• [What you should do]:
Exactly how many lines in this data contain the word "separated"? Only the number should be given.

• [Given data]:
//! Historical monthly equity returns and regime-conditioned sampling.
//!
//! The source is a tab-separated table (`Date  Price  Change %`), newest
//! month first; the loader normalizes to oldest-first and converts each
//! percentage change to a growth multiplier. A default series ships embedded
//! in the binary.
//!
//! At construction two artifacts are precomputed over the series and are
//! read-only afterwards: the start indices of every overlapping twelve-month
//! window, split by the sign of the compounded annual return (bear vs bull),
//! and Markov stay-probabilities estimated from the non-overlapping,
//! month-aligned annual walk.

use std::path::Path;

use super::engine::Rng;
use super::error::SimError;
use super::types::MarketRegime;

const EMBEDDED_SERIES: &str = include_str!("../../data/sp500-monthly.txt");

const WINDOW_MONTHS: usize = 12;

#[derive(Debug, Clone)]
pub struct HistoricalReturns {
    /// Monthly growth multipliers `1 + r`, oldest first.
    multipliers: Vec<f64>,
    bear_starts: Vec<usize>,
    bull_starts: Vec<usize>,
    p_bull_stay: f64,
    p_bear_stay: f64,
    skipped_rows: usize,
}

impl HistoricalReturns {
    /// Build from the series compiled into the binary.
    pub fn from_embedded() -> Result<Self, SimError> {
        Self::from_table(EMBEDDED_SERIES)
    }

    pub fn from_path(path: &Path) -> Result<Self, SimError> {
        let text = std::fs::read_to_string(path).map_err(|source| SimError::DataFile {
            path: path.display().to_string(),
            source,
        })?;
        Self::from_table(&text)
    }

    /// Parse the newest-first table text. Rows that do not yield a numeric
    /// percentage are skipped and counted; an unusably short result is fatal.
    pub fn from_table(text: &str) -> Result<Self, SimError> {
        let mut returns = Vec::new();
        let mut skipped = 0usize;
        for line in text.lines().skip(1) {
            if line.trim().is_empty() {
                continue;
            }
            match parse_change_percent(line) {
                Some(pct) => returns.push(pct / 100.0),
                None => skipped += 1,
            }
        }
        if skipped > 0 {
            tracing::warn!(skipped, "skipped unparseable rows in historical series");
        }
        returns.reverse();
        Self::from_monthly_returns(returns, skipped)
    }

    /// Build from decimal monthly returns already ordered oldest-first.
    pub fn from_monthly_returns(returns: Vec<f64>, skipped_rows: usize) -> Result<Self, SimError> {
        if returns.len() < WINDOW_MONTHS {
            return Err(SimError::EmptyHistory {
                months: returns.len(),
            });
        }

        let multipliers: Vec<f64> = returns.iter().map(|r| 1.0 + r).collect();

        let mut bear_starts = Vec::new();
        let mut bull_starts = Vec::new();
        for start in 0..=multipliers.len() - WINDOW_MONTHS {
            if annual_multiplier(&multipliers, start) < 1.0 {
                bear_starts.push(start);
            } else {
                bull_starts.push(start);
            }
        }

        // Maximum-likelihood stay-probabilities from the non-overlapping
        // annual walk. A regime absent from the walk gets an uninformative
        // 0.5.
        let mut bull_stays = 0usize;
        let mut bull_total = 0usize;
        let mut bear_stays = 0usize;
        let mut bear_total = 0usize;
        let mut prev_bear: Option<bool> = None;
        let mut start = 0;
        while start + WINDOW_MONTHS <= multipliers.len() {
            let is_bear = annual_multiplier(&multipliers, start) < 1.0;
            if let Some(prev) = prev_bear {
                if prev {
                    bear_total += 1;
                    if is_bear {
                        bear_stays += 1;
                    }
                } else {
                    bull_total += 1;
                    if !is_bear {
                        bull_stays += 1;
                    }
                }
            }
            prev_bear = Some(is_bear);
            start += WINDOW_MONTHS;
        }

        let p_bull_stay = if bull_total > 0 {
            bull_stays as f64 / bull_total as f64
        } else {
            0.5
        };
        let p_bear_stay = if bear_total > 0 {
            bear_stays as f64 / bear_total as f64
        } else {
            0.5
        };

        Ok(Self {
            multipliers,
            bear_starts,
            bull_starts,
            p_bull_stay,
            p_bear_stay,
            skipped_rows,
        })
    }

    pub fn months(&self) -> usize {
        self.multipliers.len()
    }

    pub fn skipped_rows(&self) -> usize {
        self.skipped_rows
    }

    pub fn bear_window_count(&self) -> usize {
        self.bear_starts.len()
    }

    pub fn bull_window_count(&self) -> usize {
        self.bull_starts.len()
    }

    pub fn p_bull_stay(&self) -> f64 {
        self.p_bull_stay
    }

    pub fn p_bear_stay(&self) -> f64 {
        self.p_bear_stay
    }

    /// Draw `n_years` compounded annual growth multipliers.
    ///
    /// Without a first-year regime this is a plain block bootstrap: each
    /// year takes twelve consecutive months from a uniformly random start.
    /// With one, year zero draws from the requested regime's window pool and
    /// later years follow the Markov chain: keep the current regime with its
    /// stay-probability, otherwise flip, then draw from that regime's pool.
    pub fn sample_annual_multipliers(
        &self,
        n_years: usize,
        rng: &mut Rng,
        first_year_regime: Option<MarketRegime>,
    ) -> Result<Vec<f64>, SimError> {
        let mut out = Vec::with_capacity(n_years);

        let Some(mut regime) = first_year_regime else {
            for _ in 0..n_years {
                let start = rng.next_index(self.multipliers.len() - WINDOW_MONTHS + 1);
                out.push(annual_multiplier(&self.multipliers, start));
            }
            return Ok(out);
        };

        for year in 0..n_years {
            if year > 0 {
                let stay = match regime {
                    MarketRegime::Bull => self.p_bull_stay,
                    MarketRegime::Bear => self.p_bear_stay,
                };
                if rng.next_f64() >= stay {
                    regime = regime.flipped();
                }
            }
            let pool = match regime {
                MarketRegime::Bear => &self.bear_starts,
                MarketRegime::Bull => &self.bull_starts,
            };
            if pool.is_empty() {
                return Err(SimError::EmptyRegimePool {
                    regime: regime.label(),
                });
            }
            let start = pool[rng.next_index(pool.len())];
            out.push(annual_multiplier(&self.multipliers, start));
        }
        Ok(out)
    }
}

fn annual_multiplier(multipliers: &[f64], start: usize) -> f64 {
    multipliers[start..start + WINDOW_MONTHS].iter().product()
}

/// Pull the percentage out of the third tab-separated column, tolerating
/// thousands separators and the trailing `%`.
fn parse_change_percent(line: &str) -> Option<f64> {
    let field = line.split('\t').nth(2)?;
    field
        .trim()
        .trim_end_matches('%')
        .replace(',', "")
        .parse::<f64>()
        .ok()
}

• [Answer for this exercise]:
2